-- YOUR OBJECTIVE --
Print the data below exactly, but only the lines from the one containing "let mut durations" down to the one containing "if years > 0", inclusive.

-- EXCERPTED DATA --
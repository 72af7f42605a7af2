use chrono::Duration;

use crate::error::ReportError;

const DAYS_PER_YEAR: i64 = 365;
const SECONDS_PER_DAY: i64 = 24 * 60 * 60;

/// Sum a non-empty sequence of durations
///
/// Every caller aggregates a repo or team only once it owns at least one PR, so an
/// empty sequence is reported as [`ReportError::NoDurations`] rather than zero.
pub fn sum_durations<I>(durations: I) -> Result<Duration, ReportError>
where
    I: IntoIterator<Item = Duration>,
{
    let mut durations = durations.into_iter();
    let first = durations.next().ok_or(ReportError::NoDurations)?;
    Ok(durations.fold(first, |total, d| total + d))
}

/// Format a duration as "Y year(s) D day(s)", omitting zero components
///
/// Years are fixed 365-day periods. Returns "0" when both components are zero;
/// negative durations count as zero.
pub fn format_timedelta(duration: Duration) -> String {
    let days = duration.num_seconds().div_euclid(SECONDS_PER_DAY).max(0);
    let years = days / DAYS_PER_YEAR;
    let days = days % DAYS_PER_YEAR;

    let mut parts = Vec::new();
    if years > 0 {
        parts.push(format!("{} year{}", years, plural(years)));
    }
    if days > 0 {
        parts.push(format!("{} day{}", days, plural(days)));
    }

    if parts.is_empty() {
        "0".to_string()
    } else {
        parts.join(" ")
    }
}

fn plural(n: i64) -> &'static str {
    if n > 1 {
        "s"
    } else {
        ""
    }
}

-- FINISHED EXERCISE --
    let mut durations = durations.into_iter();
    let first = durations.next().ok_or(ReportError::NoDurations)?;
    Ok(durations.fold(first, |total, d| total + d))
}

/// Format a duration as "Y year(s) D day(s)", omitting zero components
///
/// Years are fixed 365-day periods. Returns "0" when both components are zero;
/// negative durations count as zero.
pub fn format_timedelta(duration: Duration) -> String {
    let days = duration.num_seconds().div_euclid(SECONDS_PER_DAY).max(0);
    let years = days / DAYS_PER_YEAR;
    let days = days % DAYS_PER_YEAR;

    let mut parts = Vec::new();
    if years > 0 {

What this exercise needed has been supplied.